### Materials provided ###

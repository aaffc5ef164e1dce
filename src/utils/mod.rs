//! Utility modules shared by both ledgers.
//!
//! - Fixed-point and 256-bit arithmetic
//! - Hashes and identifiers
//! - Validation helpers
//! - Constants

pub mod constants;
pub mod hash;
pub mod math;
pub mod validation;

pub use constants::*;
pub use hash::*;
pub use math::*;
pub use validation::*;
//! Ledger operations as data.
//!
//! Every public transition of [`Protocol`](super::Protocol) has a matching
//! [`LedgerOperation`], so a sequence of operations can be stored,
//! replayed and diffed. Each operation executes atomically.

use serde::{Deserialize, Serialize};

use crate::core::amount::{CollateralAmount, RewardAmount, TokenAmount};
use crate::core::position::PositionUpdate;
use crate::liquidation::engine::LiquidationEvent;
use crate::liquidation::stability_pool::DepositorPayout;
use crate::utils::hash::{AccountId, PositionId};

// ═══════════════════════════════════════════════════════════════════════════════
// OPERATIONS
// ═══════════════════════════════════════════════════════════════════════════════

/// A single ledger transition
#[derive(Debug, Clone, PartialEq, Eq, Serialize, Deserialize)]
#[serde(tag = "op", rename_all = "snake_case")]
pub enum LedgerOperation {
    /// Move to a block height
    AdvanceBlock {
        /// New height, never lower than the current one
        height: u64,
    },
    /// Set the collateral price used by ratio checks
    SetPrice {
        /// Stable base units per whole collateral token
        price: u64,
    },
    /// Deposit into the Stability Pool
    Deposit {
        /// Depositor
        depositor: AccountId,
        /// Amount to add
        amount: TokenAmount,
    },
    /// Withdraw from the Stability Pool
    Withdraw {
        /// Depositor
        depositor: AccountId,
        /// Amount to remove
        amount: TokenAmount,
    },
    /// Withdraw the whole compounded deposit
    WithdrawAll {
        /// Depositor
        depositor: AccountId,
    },
    /// Claim pool gains without moving principal
    ClaimGains {
        /// Depositor
        depositor: AccountId,
    },
    /// Spread reward tokens over depositors
    IssueReward {
        /// Amount to distribute
        amount: RewardAmount,
    },
    /// Open a position
    OpenPosition {
        /// Owner
        owner: AccountId,
        /// Initial collateral
        collateral: CollateralAmount,
        /// Initial debt
        debt: TokenAmount,
    },
    /// Add collateral to a position
    AddCollateral {
        /// Position
        position: PositionId,
        /// Amount
        amount: CollateralAmount,
    },
    /// Withdraw collateral from a position
    WithdrawCollateral {
        /// Position
        position: PositionId,
        /// Amount
        amount: CollateralAmount,
    },
    /// Draw more debt
    Borrow {
        /// Position
        position: PositionId,
        /// Amount
        amount: TokenAmount,
    },
    /// Repay debt
    Repay {
        /// Position
        position: PositionId,
        /// Amount
        amount: TokenAmount,
    },
    /// Close a position
    ClosePosition {
        /// Position
        position: PositionId,
    },
    /// Liquidate one position
    Liquidate {
        /// Position
        position: PositionId,
    },
    /// Liquidate every position below the minimum ratio
    LiquidateAll,
}

impl LedgerOperation {
    /// Get the operation type name
    pub fn operation_type(&self) -> &'static str {
        match self {
            Self::AdvanceBlock { .. } => "AdvanceBlock",
            Self::SetPrice { .. } => "SetPrice",
            Self::Deposit { .. } => "Deposit",
            Self::Withdraw { .. } => "Withdraw",
            Self::WithdrawAll { .. } => "WithdrawAll",
            Self::ClaimGains { .. } => "ClaimGains",
            Self::IssueReward { .. } => "IssueReward",
            Self::OpenPosition { .. } => "OpenPosition",
            Self::AddCollateral { .. } => "AddCollateral",
            Self::WithdrawCollateral { .. } => "WithdrawCollateral",
            Self::Borrow { .. } => "Borrow",
            Self::Repay { .. } => "Repay",
            Self::ClosePosition { .. } => "ClosePosition",
            Self::Liquidate { .. } => "Liquidate",
            Self::LiquidateAll => "LiquidateAll",
        }
    }

    /// Whether the operation needs a price to be set first
    pub fn requires_price(&self) -> bool {
        matches!(
            self,
            Self::OpenPosition { .. }
                | Self::WithdrawCollateral { .. }
                | Self::Borrow { .. }
                | Self::Liquidate { .. }
                | Self::LiquidateAll
        )
    }
}

// ═══════════════════════════════════════════════════════════════════════════════
// OUTCOMES
// ═══════════════════════════════════════════════════════════════════════════════

/// Result of an executed operation
#[derive(Debug, Clone, PartialEq, Eq, Serialize, Deserialize)]
#[serde(tag = "outcome", content = "data", rename_all = "snake_case")]
pub enum OperationOutcome {
    /// Block height or price updated
    Updated,
    /// Depositor balances settled
    Payout(DepositorPayout),
    /// Reward distributed; zero when the pool was empty
    RewardIssued(RewardAmount),
    /// Position opened
    Opened(PositionId),
    /// Position adjusted
    Adjusted(PositionUpdate),
    /// Position closed
    Closed {
        /// Collateral released
        collateral: CollateralAmount,
        /// Debt settled
        debt: TokenAmount,
    },
    /// Positions liquidated
    Liquidated(Vec<LiquidationEvent>),
}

###

Identify the lines above with the word "enum". Copy them.

> [Problem solution]
pub enum LedgerOperation {
pub enum OperationOutcome {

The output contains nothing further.